───── DATA EXTRACTS

// SPDX-License-Identifier: MIT
// SPDX-FileCopyrightText: 2025-2026 libworld contributors
//
// Remote calls — synchronous invocation of a handler owned by one
// participant from any participant.
//
// The call state in shared memory records the owner and the number of
// outstanding replies; the handler itself is a closure in the owner
// process's slab. Executing against the owner's own call invokes the
// handler directly; otherwise a request (stamped with a world-unique
// serial) is posted to the owner's mailbox and the caller blocks until the
// matching reply arrives, draining its own mailbox while it waits so
// nested traffic cannot deadlock it.
//
// Handlers may defer completion by returning `Retain`; the retained serial
// is completed later with `call_return`.

use std::ptr::addr_of_mut;

use crate::error::{Result, WorldError};
use crate::mailbox::{Message, REPLY_DESTROYED, REPLY_OK};
use crate::platform::{self, LockAcquire, RawMutex};
use crate::shm_pool::{SharedPool, SharedRef};
use crate::world::World;

const CALL_ALIVE: u32 = 0x4341_4c4c; // "CALL"
const CALL_DEAD: u32 = 0xdead_4c4c;

/// Execute-time flag: do not wait for (or send) a reply.
pub const CALL_ONEWAY: u32 = 1;

/// Init-time flag: the call tears itself down after its first completed
/// request.
pub const CALL_ONESHOT: u32 = 2;

/// What a handler wants done with a request.
#[derive(Debug, Clone, Copy, PartialEq, Eq)]
pub enum CallResult {
    /// Reply now with this value.
    Reply(i32),
    /// Keep the request open; complete it later via [`call_return`].
    Retain,
}

/// A decoded request as seen by the handler.
#[derive(Debug, Clone)]
pub struct CallRequest {
    /// World-unique serial, needed for [`call_return`] after `Retain`.
    pub serial: u32,
    /// Participant id of the caller.
    pub caller: u32,
    pub arg: i32,
    pub data: Vec<u8>,
}

/// A call handler. Runs in the owning process only.
pub type CallHandler = Box<dyn FnMut(&World, CallRequest) -> CallResult + Send>;

/// Owner-side bookkeeping for a request kept open by `Retain`.
pub(crate) struct RetainedCall {
    pub(crate) call: SharedRef,
    pub(crate) caller: u32,
    pub(crate) oneway: bool,
}

// ---------------------------------------------------------------------------
// Shared memory layout
// ---------------------------------------------------------------------------

#[repr(C)]
pub(crate) struct CallData {
    magic: u32,
    owner: u32,
    /// Requests accepted but not yet replied to.
    pending: u32,
    flags: u32,
    /// Handler slab key, meaningful only in the owner process.
    handler_index: u32,
    lock: RawMutex,
}

unsafe fn lock(d: *mut CallData) -> Result<()> {
    if let LockAcquire::Recovered = platform::mutex_lock(addr_of_mut!((*d).lock), None)? {
        tracing::warn!("call lock holder died, recovered");
    }
    Ok(())
}

unsafe fn unlock(d: *mut CallData) -> Result<()> {
    platform::mutex_unlock(addr_of_mut!((*d).lock))
}

unsafe fn check_alive(d: *mut CallData) -> Result<()> {
    match (*d).magic {
        CALL_ALIVE => Ok(()),
        CALL_DEAD => Err(WorldError::Destroyed),
        other => Err(WorldError::Bug(format!("call magic {other:#x}"))),
    }
}

// ---------------------------------------------------------------------------
// Public handle
// ---------------------------------------------------------------------------

/// Handle to a call in a shared pool. Cheap to copy.
#[derive(Debug, Clone, Copy, PartialEq, Eq)]
pub struct Call {
    data: SharedRef,
}

impl Call {
    /// Allocate a call in `pool` and bind `handler` to the calling
    /// participant, which becomes the owner.
    pub fn init(
        world: &World,
        pool: &SharedPool,
        flags: u32,
        handler: impl FnMut(&World, CallRequest) -> CallResult + Send + 'static,
    ) -> Result<Self> {
        let data = pool.allocate(world, std::mem::size_of::<CallData>())?;
        let d = world.translate(data, std::mem::size_of::<CallData>())? as *mut CallData;
        let key = world.register_handler(Box::new(handler));
        unsafe {
            platform::mutex_init(addr_of_mut!((*d).lock))?;
            (*d).owner = world.participant_id();
            (*d).pending = 0;
            (*d).flags = flags;
            (*d).handler_index = key as u32;
            (*d).magic = CALL_ALIVE;
        }
        Ok(Self { data })
    }

    /// Handle to an existing call published by another process.
    pub fn from_ref(data: SharedRef) -> Self {
        Self { data }
    }

    pub fn shared_ref(&self) -> SharedRef {
        self.data
    }

    fn ptr(&self, world: &World) -> Result<*mut CallData> {
        Ok(world.translate(self.data, std::mem::size_of::<CallData>())? as *mut CallData)
    }

    /// Invoke the call with `arg` and `data`.
    ///
    /// Without `CALL_ONEWAY` this blocks until the handler (or a later
    /// `call_return`) replies, and returns the reply value. A dead owner or
    /// a torn-down call yields `Destroyed`.
    pub fn execute(&self, world: &World, flags: u32, arg: i32, data: &[u8]) -> Result<i32> {
        let d = self.ptr(world)?;
        let oneway = flags & CALL_ONEWAY != 0;
        let serial = world.next_serial();

        let owner = unsafe {
            lock(d)?;
            let r = (|| {
                check_alive(d)?;
                let owner = (*d).owner;
                if !oneway {
                    (*d).pending += 1;
                }
                Ok(owner)
            })();
            unlock(d)?;
            r?
        };

        if owner == world.participant_id() {
            return self.execute_direct(world, d, serial, flags, arg, data, oneway);
        }

        let msg = Message::CallRequest {
            call: self.data,
            serial,
            caller: world.participant_id(),
            flags,
            arg,
            payload: data.to_vec(),
        };
        if let Err(e) = world.post(owner, &msg) {
            if !oneway {
                unsafe {
                    lock(d)?;
                    (*d).pending = (*d).pending.saturating_sub(1);
                    unlock(d)?;
                }
            }
            // An owner that is gone means the call can never complete.
            return Err(match e {
                WorldError::NotFound(_) => WorldError::Destroyed,
                other => other,
            });
        }
        if oneway {
            return Ok(0);
        }

        let (status, value) = world.wait_reply(serial, owner)?;
        match status {
            REPLY_OK => Ok(value),
            REPLY_DESTROYED => Err(WorldError::Destroyed),
            other => Err(WorldError::Bug(format!("call reply status {other}"))),
        }
    }

    fn execute_direct(
        &self,
        world: &World,
        d: *mut CallData,
        serial: u32,
        _flags: u32,
        arg: i32,
        data: &[u8],
        oneway: bool,
    ) -> Result<i32> {
        let index = unsafe { (*d).handler_index } as usize;
        let req = CallRequest {
            serial,
            caller: world.participant_id(),
            arg,
            data: data.to_vec(),
        };
        match world.run_handler(index, req) {
            None => {
                if !oneway {
                    unsafe { dec_pending(d)? };
                }
                Err(WorldError::Destroyed)
            }
            Some(CallResult::Reply(v)) => {
                if !oneway {
                    unsafe { dec_pending(d)? };
                }
                finish_oneshot(world, self.data, d)?;
                Ok(v)
            }
            Some(CallResult::Retain) => {
                world.retain_call(
                    serial,
                    RetainedCall {
                        call: self.data,
                        caller: world.participant_id(),
                        oneway,
                    },
                );
                if oneway {
                    return Ok(0);
                }
                // Another thread of this process completes the serial.
                let (status, value) = world.wait_reply(serial, world.participant_id())?;
                match status {
                    REPLY_OK => Ok(value),
                    REPLY_DESTROYED => Err(WorldError::Destroyed),
                    other => Err(WorldError::Bug(format!("call reply status {other}"))),
                }
            }
        }
    }

    /// Tear the call down. `Busy` while replies are outstanding. Storage is
    /// returned to the pool by whoever allocated it.
    pub fn destroy(&self, world: &World) -> Result<()> {
        let d = self.ptr(world)?;
        unsafe {
            lock(d)?;
            let r = (|| {
                check_alive(d)?;
                if (*d).pending > 0 {
                    // A dead owner can never reply; the blocked callers get
                    // `Destroyed` from their own liveness re-check.
                    if world.participant_alive((*d).owner) {
                        return Err(WorldError::Busy);
                    }
                    tracing::warn!(
                        owner = (*d).owner,
                        pending = (*d).pending,
                        "owner died with replies outstanding, dropping them"
                    );
                    (*d).pending = 0;
                }
                let handler = ((*d).owner == world.participant_id())
                    .then_some((*d).handler_index as usize);
                (*d).magic = CALL_DEAD;
                Ok(handler)
            })();
            unlock(d)?;
            if let Some(key) = r? {
                world.remove_handler(key);
            }
        }
        Ok(())
    }
}

unsafe fn dec_pending(d: *mut CallData) -> Result<()> {
    lock(d)?;
    (*d).pending = (*d).pending.saturating_sub(1);
    unlock(d)
}

/// Self-destruct a `CALL_ONESHOT` call after its first completed request.
fn finish_oneshot(world: &World, call: SharedRef, d: *mut CallData) -> Result<()> {
    unsafe {
        lock(d)?;
        let key = (|| {
            if (*d).magic != CALL_ALIVE || (*d).flags & CALL_ONESHOT == 0 {
                return None;
            }
            (*d).magic = CALL_DEAD;
            ((*d).owner == world.participant_id()).then_some((*d).handler_index as usize)
        })();
        unlock(d)?;
        if let Some(key) = key {
            world.remove_handler(key);
            tracing::debug!(?call, "oneshot call retired");
        }
    }
    Ok(())
}

/// Owner-side entry point for a request arriving by mailbox. Called from
/// `World::process_pending`.
pub(crate) fn handle_request(
    world: &World,
    call: SharedRef,
    serial: u32,
    caller: u32,
    flags: u32,
    arg: i32,
    payload: Vec<u8>,
) -> Result<()> {
    let d = world.translate(call, std::mem::size_of::<CallData>())? as *mut CallData;
    let oneway = flags & CALL_ONEWAY != 0;

    let index = unsafe {
        lock(d)?;
        let r = match (*d).magic {
            CALL_ALIVE => Ok((*d).handler_index as usize),
            _ => Err(WorldError::Destroyed),
        };
        unlock(d)?;
        r
    };

    let index = match index {
        Ok(i) => i,
        Err(_) => {
            reply_to(world, caller, serial, REPLY_DESTROYED, 0, oneway);
            return Ok(());
        }
    };

    let req = CallRequest {
        serial,
        caller,
        arg,
        data: payload,
    };
    match world.run_handler(index, req) {
        None => {
            reply_to(world, caller, serial, REPLY_DESTROYED, 0, oneway);
            if !oneway {
                unsafe { dec_pending(d)? };
            }
        }
        Some(CallResult::Reply(v)) => {
            reply_to(world, caller, serial, REPLY_OK, v, oneway);
            if !oneway {
                unsafe { dec_pending(d)? };
            }
            finish_oneshot(world, call, d)?;
        }
        Some(CallResult::Retain) => {
            world.retain_call(
                serial,
                RetainedCall {
                    call,
                    caller,
                    oneway,
                },
            );
        }
    }
    Ok(())
}

/// Post a reply, dropping it if the caller died (the pending bookkeeping is
/// still cleared by the caller of this function).
fn reply_to(world: &World, caller: u32, serial: u32, status: u32, value: i32, oneway: bool) {
    if oneway {
        return;
    }
    if caller == world.participant_id() {
        world.deliver_reply(serial, status, value);
        return;
    }
    let msg = Message::CallReply {
        serial,
        status,
        value,
    };
    if let Err(err) = world.post(caller, &msg) {
        tracing::warn!(caller, serial, %err, "dropping reply to dead caller");
    }
}

/// Complete a request previously kept open with [`CallResult::Retain`].
/// `NotFound` for unknown or already-completed serials.
pub fn call_return(world: &World, serial: u32, value: i32) -> Result<()> {
    let retained = world
        .take_retained(serial)
        .ok_or_else(|| WorldError::NotFound(format!("retained call serial {serial}")))?;

    let d = world.translate(retained.call, std::mem::size_of::<CallData>())? as *mut CallData;
    reply_to(world, retained.caller, serial, REPLY_OK, value, retained.oneway);
    if !retained.oneway {
        unsafe { dec_pending(d)? };
    }
    finish_oneshot(world, retained.call, d)?;
    Ok(())
}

──────────

From the listing above, output exactly the run of lines that starts with the line containing "from any participant." and ends with the line containing "pub struct CallRequest".

// participant from any participant.
//
// The call state in shared memory records the owner and the number of
// outstanding replies; the handler itself is a closure in the owner
// process's slab. Executing against the owner's own call invokes the
// handler directly; otherwise a request (stamped with a world-unique
// serial) is posted to the owner's mailbox and the caller blocks until the
// matching reply arrives, draining its own mailbox while it waits so
// nested traffic cannot deadlock it.
//
// Handlers may defer completion by returning `Retain`; the retained serial
// is completed later with `call_return`.

use std::ptr::addr_of_mut;

use crate::error::{Result, WorldError};
use crate::mailbox::{Message, REPLY_DESTROYED, REPLY_OK};
use crate::platform::{self, LockAcquire, RawMutex};
use crate::shm_pool::{SharedPool, SharedRef};
use crate::world::World;

const CALL_ALIVE: u32 = 0x4341_4c4c; // "CALL"
const CALL_DEAD: u32 = 0xdead_4c4c;

/// Execute-time flag: do not wait for (or send) a reply.
pub const CALL_ONEWAY: u32 = 1;

/// Init-time flag: the call tears itself down after its first completed
/// request.
pub const CALL_ONESHOT: u32 = 2;

/// What a handler wants done with a request.
#[derive(Debug, Clone, Copy, PartialEq, Eq)]
pub enum CallResult {
    /// Reply now with this value.
    Reply(i32),
    /// Keep the request open; complete it later via [`call_return`].
    Retain,
}

/// A decoded request as seen by the handler.
#[derive(Debug, Clone)]
pub struct CallRequest {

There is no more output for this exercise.